Kicking off the album with a deceptively lighthearted tune, “Nightlines I” is (possibly) supposed to be a reminiscent song about times changing and perspectives growing increasingly negative as time passes (at least that’s what I think it’s about, but I could totally be wrong, I only have ~20% confidence in this analysis). Regardless of the song’s ~true meaning~, it is irrefutably gorgeous melodically, with a bouncy tune and perfect implementation of horned instruments that balance the somber lyrics in an intricately seductive way. It’s hard to put words to it, so just go listen.
The same theme about change, but from an alternative viewpoint, comes up in “Bright Clouds,” the following track. It seems as though the singer has transitioned from being disenchanted about upcoming life changes to becoming accepting and almost grateful for them: “Yeah the ways we envision / The worlds that we want / All the things that I treasure / And I know it’s simplistic / But there’s comfort in change / Some things’ll be different / Some things stay the same.” Ultimately this song is just really sweet and oddly uplifting despite the fact that it’s essentially about coming to terms with loneliness and longing.

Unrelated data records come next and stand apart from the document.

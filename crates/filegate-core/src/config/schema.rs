//! Domain-grouped configuration structs, loaded from the environment.

use super::env_keys::{cache as cache_keys, gate as gate_keys, observability as obv_keys};
use super::loader::{env_bool, env_optional, env_or, env_paths};
use std::path::PathBuf;

/// Gate configuration: containment roots, relative base, extra signatures.
///
/// Built once at startup and passed explicitly to the gate; tests construct
/// it directly instead of going through the environment.
#[derive(Debug, Clone, Default)]
pub struct GateConfig {
    pub allowed_roots: Vec<PathBuf>,
    /// Base directory for relative requests; `None` means the process cwd.
    pub base_dir: Option<PathBuf>,
    pub signatures_file: Option<PathBuf>,
    /// Default for `ScreenOptions::strict_mode`.
    pub strict: bool,
}

impl GateConfig {
    /// Load from environment (also reads `.env`).
    ///
    /// With no roots configured the current directory is the only root.
    pub fn from_env() -> Self {
        super::loader::load_dotenv();
        let mut allowed_roots = env_paths(
            gate_keys::FILEGATE_ALLOWED_ROOTS,
            gate_keys::ALLOWED_ROOTS_ALIASES,
        );
        if allowed_roots.is_empty() {
            allowed_roots.push(std::env::current_dir().unwrap_or_else(|_| PathBuf::from(".")));
        }
        Self {
            allowed_roots,
            base_dir: env_optional(gate_keys::FILEGATE_BASE_DIR, &[]).map(PathBuf::from),
            signatures_file: env_optional(gate_keys::FILEGATE_SIGNATURES_FILE, &[])
                .map(PathBuf::from),
            strict: env_bool(gate_keys::FILEGATE_STRICT, gate_keys::STRICT_ALIASES, false),
        }
    }

    pub fn with_roots<I, P>(roots: I) -> Self
    where
        I: IntoIterator<Item = P>,
        P: Into<PathBuf>,
    {
        Self {
            allowed_roots: roots.into_iter().map(Into::into).collect(),
            ..Self::default()
        }
    }
}

/// Observability: quiet, log_level, log_json, audit_log
#[derive(Debug, Clone)]
pub struct ObservabilityConfig {
    pub quiet: bool,
    pub log_level: String,
    pub log_json: bool,
    pub audit_log: Option<String>,
}

impl ObservabilityConfig {
    pub fn from_env() -> &'static Self {
        use std::sync::OnceLock;
        static CACHE: OnceLock<ObservabilityConfig> = OnceLock::new();
        CACHE.get_or_init(|| {
            super::loader::load_dotenv();
            Self {
                quiet: env_bool(obv_keys::FILEGATE_QUIET, obv_keys::QUIET_ALIASES, false),
                log_level: env_or(
                    obv_keys::FILEGATE_LOG_LEVEL,
                    obv_keys::LOG_LEVEL_ALIASES,
                    || "filegate=info".to_string(),
                ),
                log_json: env_bool(obv_keys::FILEGATE_LOG_JSON, obv_keys::LOG_JSON_ALIASES, false),
                audit_log: env_optional(obv_keys::FILEGATE_AUDIT_LOG, obv_keys::AUDIT_LOG_ALIASES),
            }
        })
    }
}

/// Detection cache location and lifetime.
#[derive(Debug, Clone)]
pub struct CacheConfig {
    pub cache_dir: PathBuf,
    pub ttl_secs: u64,
}

impl CacheConfig {
    pub const DEFAULT_TTL_SECS: u64 = 300;

    pub fn from_env() -> Self {
        super::loader::load_dotenv();
        let cache_dir = env_optional(cache_keys::FILEGATE_CACHE_DIR, cache_keys::CACHE_DIR_ALIASES)
            .map(PathBuf::from)
            .unwrap_or_else(|| {
                dirs::cache_dir()
                    .or_else(dirs::home_dir)
                    .unwrap_or_else(|| PathBuf::from("."))
                    .join("filegate")
            });
        let ttl_secs = env_optional(cache_keys::FILEGATE_CACHE_TTL_SECS, &[])
            .and_then(|s| s.parse::<u64>().ok())
            .unwrap_or(Self::DEFAULT_TTL_SECS);
        Self {
            cache_dir,
            ttl_secs,
        }
    }
}
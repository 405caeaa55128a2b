//! Custom signatures loaded from YAML.
//!
//! Example `.filegate-signatures.yaml`:
//! ```yaml
//! signatures:
//!   - type_tag: ACME
//!     mime: application/x-acme
//!     patterns: ["41434D45??01", "@512:41434D45"]
//!     extensions: [acme]
//!     category: document
//!     description: Acme project file
//!   - type_tag: PDFA
//!     mime: application/pdf
//!     patterns: ["255044462D"]
//!     content_markers: ["pdfaid:part"]
//!     extensions: [pdf]
//!     category: document
//!     before: PDF
//! ```

use anyhow::{Context, Result};
use serde::{Deserialize, Serialize};
use std::fs;
use std::path::{Path, PathBuf};

use crate::classifier::SignatureClassifier;
use crate::types::TypeSignature;

/// File names looked up by [`SignatureFile::discover`], in order.
pub const SIGNATURE_FILE_NAMES: &[&str] = &[
    ".filegate-signatures.yaml",
    ".filegate-signatures.yml",
    "filegate-signatures.yaml",
];

#[derive(Debug, Clone, Serialize, Deserialize)]
pub struct SignatureEntry {
    #[serde(flatten)]
    pub signature: TypeSignature,
    /// Register ahead of this type instead of at the end.
    #[serde(default, skip_serializing_if = "Option::is_none")]
    pub before: Option<String>,
}

#[derive(Debug, Clone, Serialize, Deserialize, Default)]
pub struct SignatureFile {
    #[serde(default)]
    pub signatures: Vec<SignatureEntry>,
}

impl SignatureFile {
    pub fn load_from_file(path: &Path) -> Result<Self> {
        let content = fs::read_to_string(path)
            .with_context(|| format!("Failed to read signature file: {}", path.display()))?;
        serde_yaml::from_str(&content)
            .with_context(|| format!("Failed to parse signature file: {}", path.display()))
    }

    /// First recognized signature file in `dir`, if any.
    pub fn discover(dir: &Path) -> Option<PathBuf> {
        SIGNATURE_FILE_NAMES
            .iter()
            .map(|name| dir.join(name))
            .find(|p| p.is_file())
    }

    /// Register every entry, in file order. All or nothing: when any entry
    /// is rejected the classifier is left as it was.
    pub fn apply(self, classifier: &mut SignatureClassifier) -> filegate_core::Result<usize> {
        let count = self.signatures.len();
        let mut staged = classifier.clone();
        for entry in self.signatures {
            match entry.before {
                Some(anchor) => staged.add_signature_before(&anchor, entry.signature)?,
                None => staged.add_signature(entry.signature)?,
            }
        }
        *classifier = staged;
        Ok(count)
    }
}
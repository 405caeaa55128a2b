//! Environment loading helpers.
//!
//! Keeps the primary-then-alias fallback chain in one place so callers never
//! repeat `or_else` ladders.

use std::env;
use std::path::PathBuf;

/// Deprecated variable -> recommended variable.
const DEPRECATED_PAIRS: &[(&str, &str)] = &[
    ("FILEMGR_ALLOWED_DIRS", "FILEGATE_ALLOWED_ROOTS"),
    ("FILEMGR_AUDIT_LOG", "FILEGATE_AUDIT_LOG"),
    ("FILEMGR_QUIET", "FILEGATE_QUIET"),
    ("FILEMGR_LOG_LEVEL", "FILEGATE_LOG_LEVEL"),
    ("FILEMGR_CACHE_DIR", "FILEGATE_CACHE_DIR"),
];

fn warn_deprecated_env_vars() {
    use std::sync::Once;
    static WARNED: Once = Once::new();
    WARNED.call_once(|| {
        let hints: Vec<String> = DEPRECATED_PAIRS
            .iter()
            .filter(|(deprecated, recommended)| {
                env::var(deprecated).is_ok() && env::var(recommended).is_err()
            })
            .map(|(deprecated, recommended)| format!("{} → {}", deprecated, recommended))
            .collect();
        if !hints.is_empty() {
            tracing::warn!(
                "[DEPRECATED] the following variables are deprecated, please migrate:\n   {}",
                hints.join("\n   ")
            );
        }
    });
}

/// Load `.env` from the current directory without overriding existing vars.
pub fn load_dotenv() {
    use std::sync::Once;
    static INIT: Once = Once::new();
    INIT.call_once(|| {
        let path = env::current_dir()
            .map(|d| d.join(".env"))
            .unwrap_or_else(|_| PathBuf::from(".env"));
        if let Ok(content) = std::fs::read_to_string(&path) {
            for (key, value) in parse_dotenv(&content) {
                if env::var(&key).is_err() {
                    env::set_var(&key, &value);
                }
            }
        }
        warn_deprecated_env_vars();
    });
}

/// Parse `KEY=value` lines. Comments, blank lines and surrounding quotes are
/// stripped; an inline `#` ends the value unless the value is quoted.
pub(crate) fn parse_dotenv(content: &str) -> Vec<(String, String)> {
    let mut pairs = Vec::new();
    for line in content.lines() {
        let line = line.trim();
        if line.is_empty() || line.starts_with('#') {
            continue;
        }
        let Some(eq_pos) = line.find('=') else {
            continue;
        };
        let key = line[..eq_pos].trim();
        let mut value = line[eq_pos + 1..].trim();
        if let Some(hash_pos) = value.find('#') {
            let before_hash = value[..hash_pos].trim_end();
            if !before_hash.contains('"') && !before_hash.contains('\'') {
                value = before_hash;
            }
        }
        if value.len() >= 2
            && ((value.starts_with('"') && value.ends_with('"'))
                || (value.starts_with('\'') && value.ends_with('\'')))
        {
            value = &value[1..value.len() - 1];
        }
        if !key.is_empty() {
            pairs.push((key.to_string(), value.to_string()));
        }
    }
    pairs
}

/// Read the primary variable or the first set alias, falling back to `default`.
pub fn env_or<F>(primary: &str, aliases: &[&str], default: F) -> String
where
    F: FnOnce() -> String,
{
    env::var(primary)
        .ok()
        .or_else(|| aliases.iter().find_map(|a| env::var(a).ok()))
        .filter(|s| !s.is_empty())
        .unwrap_or_else(default)
}

/// Like [`env_or`] but returns `None` when unset (blank counts as unset).
pub fn env_optional(primary: &str, aliases: &[&str]) -> Option<String> {
    env::var(primary)
        .ok()
        .or_else(|| aliases.iter().find_map(|a| env::var(a).ok()))
        .and_then(|s| {
            let s = s.trim().to_string();
            if s.is_empty() {
                None
            } else {
                Some(s)
            }
        })
}

/// Boolean variable: 0/false/no/off are false, anything else set is true.
pub fn env_bool(primary: &str, aliases: &[&str], default: bool) -> bool {
    let v = env::var(primary)
        .ok()
        .or_else(|| aliases.iter().find_map(|a| env::var(a).ok()));
    match v.as_deref() {
        Some(s) => parse_bool(s),
        None => default,
    }
}

fn parse_bool(s: &str) -> bool {
    !matches!(
        s.trim().to_lowercase().as_str(),
        "0" | "false" | "no" | "off"
    )
}

/// OS path-list variable (`std::env::split_paths`), empty entries dropped.
pub fn env_paths(primary: &str, aliases: &[&str]) -> Vec<PathBuf> {
    env_optional(primary, aliases)
        .map(|raw| {
            env::split_paths(&raw)
                .filter(|p| !p.as_os_str().is_empty())
                .collect()
        })
        .unwrap_or_default()
}

#[cfg(test)]
mod tests {
    use super::*;

    #[test]
    fn test_parse_dotenv_quotes_and_comments() {
        let pairs = parse_dotenv(
            "# comment\nA=1\nB = \"two words\"\nC='x' \nD=plain # trailing\n\nbroken line\n",
        );
        assert_eq!(
            pairs,
            vec![
                ("A".to_string(), "1".to_string()),
                ("B".to_string(), "two words".to_string()),
                ("C".to_string(), "x".to_string()),
                ("D".to_string(), "plain".to_string()),
            ]
        );
    }

    #[test]
    fn test_parse_bool_values() {
        for v in ["0", "false", "No", " off "] {
            assert!(!parse_bool(v), "{v}");
        }
        for v in ["1", "true", "yes", "anything"] {
            assert!(parse_bool(v), "{v}");
        }
    }
}
//! Threat assessment over detection results and file names.

use std::path::{Path, PathBuf};
use std::sync::Arc;

use filegate_core::{ResolvedPath, Result};

use crate::classifier::{declared_extension, SignatureClassifier};
use crate::patterns::check_filename;
use crate::signatures::UNKNOWN_TYPE;
use crate::types::{
    DetectionResult, IssueKind, ScreenOptions, ScreeningIssue, ScreeningResult, Severity,
    ThreatLevel,
};

/// Extensions commonly used to disguise executables. Executable content
/// under any of these is an error even when the extension check is off.
pub const MASQUERADE_EXTENSIONS: &[&str] = &[
    "pdf", "doc", "docx", "xls", "xlsx", "ppt", "pptx", "txt", "jpg", "jpeg", "png", "gif",
];

/// Combines type detection and filename checks into a pass/fail verdict.
#[derive(Debug, Clone)]
pub struct FileScreener {
    classifier: Arc<SignatureClassifier>,
}

impl Default for FileScreener {
    fn default() -> Self {
        Self::new(Arc::new(SignatureClassifier::new()))
    }
}

impl FileScreener {
    pub fn new(classifier: Arc<SignatureClassifier>) -> Self {
        Self { classifier }
    }

    pub fn classifier(&self) -> &SignatureClassifier {
        &self.classifier
    }

    /// Screen a contained file. I/O failures yield a failed, high-threat result.
    pub fn screen(&self, path: &ResolvedPath, opts: &ScreenOptions) -> ScreeningResult {
        let detection = self.classifier.analyze_file(path);
        self.assess(path.as_path(), detection, opts)
    }

    /// Screen a path that has not been through containment.
    pub fn screen_path(&self, path: &Path, opts: &ScreenOptions) -> ScreeningResult {
        let detection = self.classifier.analyze_path(path);
        self.assess(path, detection, opts)
    }

    /// Screen in-memory content uploaded under `file_name`.
    pub fn screen_bytes(&self, file_name: &str, bytes: &[u8], opts: &ScreenOptions) -> ScreeningResult {
        let detection = self.classifier.analyze_bytes(file_name, bytes);
        self.assess(Path::new(file_name), Ok(detection), opts)
    }

    /// Screen with a detection computed earlier (e.g. from a cache).
    pub fn screen_detection(
        &self,
        path: &Path,
        detection: DetectionResult,
        opts: &ScreenOptions,
    ) -> ScreeningResult {
        self.assess(path, Ok(detection), opts)
    }

    /// Screen each path independently; one failure does not stop the rest.
    pub fn screen_batch(&self, paths: &[ResolvedPath], opts: &ScreenOptions) -> Vec<ScreeningResult> {
        paths.iter().map(|p| self.screen(p, opts)).collect()
    }

    /// [`allows`] over a default screening of `path`.
    pub fn is_allowed(&self, path: &ResolvedPath, allowed_types: Option<&[&str]>) -> bool {
        allows(&self.screen(path, &ScreenOptions::default()), allowed_types)
    }

    fn assess(
        &self,
        path: &Path,
        detection: Result<DetectionResult>,
        opts: &ScreenOptions,
    ) -> ScreeningResult {
        let file_name = path
            .file_name()
            .map(|n| n.to_string_lossy().into_owned())
            .unwrap_or_default();

        let detection = match detection {
            Ok(d) => d,
            Err(e) => {
                tracing::warn!(path = %path.display(), error = %e, "screening could not read file");
                let issue = ScreeningIssue::new(IssueKind::IoError, Severity::Error, e.to_string());
                return ScreeningResult::new(
                    path.to_path_buf(),
                    declared_extension(&file_name),
                    UNKNOWN_TYPE.to_string(),
                    vec![issue],
                    opts.strict_mode,
                );
            }
        };

        let issues = collect_issues(&file_name, &detection, opts);
        let result = ScreeningResult::new(
            PathBuf::from(path),
            detection.declared_extension.clone(),
            detection.detected_type.clone(),
            issues,
            opts.strict_mode,
        );
        tracing::debug!(
            path = %path.display(),
            detected = %result.detected_type,
            threat = %result.threat_level,
            passed = result.passed,
            "screened file"
        );
        result
    }
}

fn collect_issues(file_name: &str, det: &DetectionResult, opts: &ScreenOptions) -> Vec<ScreeningIssue> {
    let mut issues = Vec::new();
    let declared = det.declared_extension.as_deref().unwrap_or("");

    if opts.check_extension_mismatch && !det.extension_match {
        if det.is_executable {
            issues.push(disguised_issue(det, declared));
        } else {
            issues.push(
                ScreeningIssue::new(
                    IssueKind::ExtensionMismatch,
                    Severity::Warning,
                    format!(
                        "File extension .{} does not match detected type {}",
                        declared, det.detected_type
                    ),
                )
                .with_detail("declaredExtension", declared)
                .with_detail("detectedType", det.detected_type.as_str()),
            );
        }
    }

    if opts.check_executable_content
        && det.is_executable
        && MASQUERADE_EXTENSIONS.contains(&declared)
        && !issues.iter().any(|i| i.kind == IssueKind::ExecutableDisguised)
    {
        issues.push(disguised_issue(det, declared));
    }

    if opts.check_suspicious_patterns {
        issues.extend(check_filename(file_name));
    }

    if det.detected_type == UNKNOWN_TYPE && issues.is_empty() {
        issues.push(ScreeningIssue::new(
            IssueKind::UnknownType,
            Severity::Info,
            "Content type could not be determined",
        ));
    }
    issues
}

fn disguised_issue(det: &DetectionResult, declared: &str) -> ScreeningIssue {
    ScreeningIssue::new(
        IssueKind::ExecutableDisguised,
        Severity::Error,
        format!(
            "Executable content ({}) disguised as .{} file",
            det.detected_type, declared
        ),
    )
    .with_detail("declaredExtension", declared)
    .with_detail("detectedType", det.detected_type.as_str())
}

/// Passed and below medium threat and, when `allowed_types` is given, the
/// detected type tag or the declared extension is listed. The list never
/// overrides a threat verdict.
pub fn allows<S: AsRef<str>>(result: &ScreeningResult, allowed_types: Option<&[S]>) -> bool {
    if !result.passed || result.threat_level >= ThreatLevel::Medium {
        return false;
    }
    allowed_types.map_or(true, |allowed| result.matches_type(allowed))
}
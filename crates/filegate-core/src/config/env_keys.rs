//! Environment variable key constants and aliases.
//!
//! Primary variables use the `FILEGATE_*` prefix; `FILEMGR_*` names from the
//! host service are accepted as aliases.

/// Containment and screening
pub mod gate {
    /// OS path-list (`:` on Unix, `;` on Windows) of allowed root directories.
    pub const FILEGATE_ALLOWED_ROOTS: &str = "FILEGATE_ALLOWED_ROOTS";
    pub const ALLOWED_ROOTS_ALIASES: &[&str] = &["FILEMGR_ALLOWED_DIRS"];

    /// Base directory relative requests are joined onto. Defaults to the cwd.
    pub const FILEGATE_BASE_DIR: &str = "FILEGATE_BASE_DIR";

    /// YAML file with additional type signatures.
    pub const FILEGATE_SIGNATURES_FILE: &str = "FILEGATE_SIGNATURES_FILE";

    /// Strict screening: any issue fails the file.
    pub const FILEGATE_STRICT: &str = "FILEGATE_STRICT";
    pub const STRICT_ALIASES: &[&str] = &["FILEMGR_STRICT_MODE"];
}

/// Observability and logging
pub mod observability {
    pub const FILEGATE_QUIET: &str = "FILEGATE_QUIET";
    pub const QUIET_ALIASES: &[&str] = &["FILEMGR_QUIET"];

    pub const FILEGATE_LOG_LEVEL: &str = "FILEGATE_LOG_LEVEL";
    pub const LOG_LEVEL_ALIASES: &[&str] = &["FILEMGR_LOG_LEVEL"];

    pub const FILEGATE_LOG_JSON: &str = "FILEGATE_LOG_JSON";
    pub const LOG_JSON_ALIASES: &[&str] = &[];

    pub const FILEGATE_AUDIT_LOG: &str = "FILEGATE_AUDIT_LOG";
    pub const AUDIT_LOG_ALIASES: &[&str] = &["FILEMGR_AUDIT_LOG"];
}

/// Detection cache
pub mod cache {
    pub const FILEGATE_CACHE_DIR: &str = "FILEGATE_CACHE_DIR";
    pub const CACHE_DIR_ALIASES: &[&str] = &["FILEMGR_CACHE_DIR"];

    /// Seconds a cached detection stays valid. Default 300.
    pub const FILEGATE_CACHE_TTL_SECS: &str = "FILEGATE_CACHE_TTL_SECS";
}
//! poetryarchive.org extraction rules.

use scraper::Html;

use crate::error::Result;
use crate::models::PoemFields;
use crate::services::extractor::{select_html_first, select_text};
use crate::text::{TextConverter, collapse_blank_lines};

const SITE: &str = "poetryarchive";

const TITLE: &str = ".single-poem h1";
const AUTHOR: &str = ".single-poem .poet-name a";
// Transcribed pages use a pre block, newer ones plain markup.
const BODY: &[&str] = &[".poem-content pre", ".poem-content"];

pub fn extract(doc: &Html, converter: &TextConverter) -> Result<PoemFields> {
    let title = select_text(doc, TITLE, SITE, "title")?;
    let author = select_text(doc, AUTHOR, SITE, "author")?;

    let html = select_html_first(doc, BODY, SITE, "body")?;
    let text = converter.fragment_to_text(&html)?;
    let body = collapse_blank_lines(&text).trim_end().to_string();

    Ok(PoemFields { title, author, body })
}
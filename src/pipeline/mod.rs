// src/pipeline/mod.rs

//! Batch processing pipeline.

mod grab;

pub use grab::{BatchEntry, extract_record, run_batch};
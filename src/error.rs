// src/error.rs

//! Unified error handling for the grab application.

use std::fmt;

use thiserror::Error;

/// Result type alias for grab operations.
pub type Result<T> = std::result::Result<T, AppError>;

/// Unified application error type.
#[derive(Error, Debug)]
pub enum AppError {
    /// I/O operation failed
    #[error("I/O error: {0}")]
    Io(#[from] std::io::Error),

    /// HTTP request failed
    #[error("HTTP error: {0}")]
    Http(#[from] reqwest::Error),

    /// JSON serialization failed
    #[error("JSON error: {0}")]
    Json(#[from] serde_json::Error),

    /// YAML serialization failed
    #[error("YAML error: {0}")]
    Yaml(#[from] serde_yaml::Error),

    /// TOML parsing failed
    #[error("TOML parse error: {0}")]
    Toml(#[from] toml::de::Error),

    /// URL parsing failed
    #[error("URL parse error: {0}")]
    Url(#[from] url::ParseError),

    /// CSS selector parsing failed
    #[error("Invalid selector '{selector}': {message}")]
    Selector { selector: String, message: String },

    /// No site handler is registered for the URL
    #[error("No handler registered for URL: {url}")]
    UnresolvedSite { url: String },

    /// A required structural query matched no element
    #[error("Required field '{field}' missing during extraction ({site})")]
    MissingField {
        site: &'static str,
        field: &'static str,
    },

    /// HTML-to-text conversion failed
    #[error("Text render error: {0}")]
    TextRender(String),

    /// Configuration error
    #[error("Configuration error: {0}")]
    Config(String),

    /// Data validation error
    #[error("Validation error: {0}")]
    Validation(String),
}

impl AppError {
    /// Create a selector parsing error.
    pub fn selector(selector: impl Into<String>, message: impl fmt::Display) -> Self {
        Self::Selector {
            selector: selector.into(),
            message: message.to_string(),
        }
    }

    /// Create an unresolved-site error for a URL.
    pub fn unresolved(url: impl Into<String>) -> Self {
        Self::UnresolvedSite { url: url.into() }
    }

    /// Create a missing-field extraction error.
    pub fn missing_field(site: &'static str, field: &'static str) -> Self {
        Self::MissingField { site, field }
    }

    /// Create a configuration error.
    pub fn config(message: impl Into<String>) -> Self {
        Self::Config(message.into())
    }

    /// Create a validation error.
    pub fn validation(message: impl Into<String>) -> Self {
        Self::Validation(message.into())
    }
}
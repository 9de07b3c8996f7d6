//! poets.org extraction rules.

use scraper::Html;

use crate::error::Result;
use crate::models::PoemFields;
use crate::services::extractor::{select_html_first, select_text};
use crate::text::TextConverter;

const SITE: &str = "poetsorg";

const TITLE: &str = ".poem__title";
const AUTHOR: &str = ".card-subtitle > a";
const BODY: &str = ".poem__body";

pub fn extract(doc: &Html, converter: &TextConverter) -> Result<PoemFields> {
    let title = select_text(doc, TITLE, SITE, "title")?;
    let author = select_text(doc, AUTHOR, SITE, "author")?;

    // Stanza breaks on this site are real blank lines; no collapse.
    let html = select_html_first(doc, &[BODY], SITE, "body")?;
    let body = converter.fragment_to_text(&html)?.trim_end().to_string();

    Ok(PoemFields { title, author, body })
}

#[cfg(test)]
mod tests {
    use super::*;

    const PAGE: &str = r#"<html><body>
        <h1 class="poem__title">Dusk</h1>
        <div class="card-subtitle"><a href="/poet/doe">J. Doe</a></div>
        <div class="poem__body"><p>The light goes down</p><p>over the hill</p></div>
    </body></html>"#;

    #[test]
    fn test_extract() {
        let doc = Html::parse_document(PAGE);
        let fields = extract(&doc, &TextConverter::default()).unwrap();
        assert_eq!(fields.title, "Dusk");
        assert_eq!(fields.author, "J. Doe");
        assert!(fields.body.contains("The light goes down"));
        assert!(!fields.body.is_empty());
    }

    #[test]
    fn test_whitespace_only_title_fails() {
        let doc = Html::parse_document(
            r#"<h1 class="poem__title">   </h1>
               <div class="card-subtitle"><a>J. Doe</a></div>
               <div class="poem__body"><p>x</p></div>"#,
        );
        let err = extract(&doc, &TextConverter::default()).unwrap_err();
        assert!(matches!(
            err,
            crate::error::AppError::MissingField { field: "title", .. }
        ));
    }

    #[test]
    fn test_missing_author_fails() {
        let doc = Html::parse_document(
            r#"<h1 class="poem__title">Dusk</h1><div class="poem__body"><p>x</p></div>"#,
        );
        assert!(extract(&doc, &TextConverter::default()).is_err());
    }
}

Track #5, “Photos from When We Were Young,” is a ballad sharing the story of a childhood friend who had to deal with homophobic parents, how that impacted his or her youth, and how things ended up working out anyway because “You made a family from people you found / You grew into yourself with those weirdos around / Late nights talking at home, or dancing ’til dawn.” It’s a really sweet song touching on a very serious issue that definitely impacts a lot of people. Personal hardship is something Nana Grizol isn’t afraid to talk about, and it’s typically done in an inspiring or encouraging way.
The vibe of this album is aggressively beautiful, with some random string instruments thrown in that make it almost tear-worthy in its inherent melancholic/nostalgic vibe. The two instrumental tracks,“Ursa Minor I” and “Ursa Minor II,” provide an interesting stylistic nuance from the rest of the album by being so explicitly sad, yet also extremely brief. These pieces neutralize the word-heavy approach taken in most of the other songs on this album.
Overall: a perfect album for sunny days in grassy fields, roller skating with a dog, living lightly, eating cotton candy, sinking into a thicc couch, picking up a piece of trash from the sidewalk, finding shapes in clouds, making plans for a road trip with friends that realistically will never happen, etc.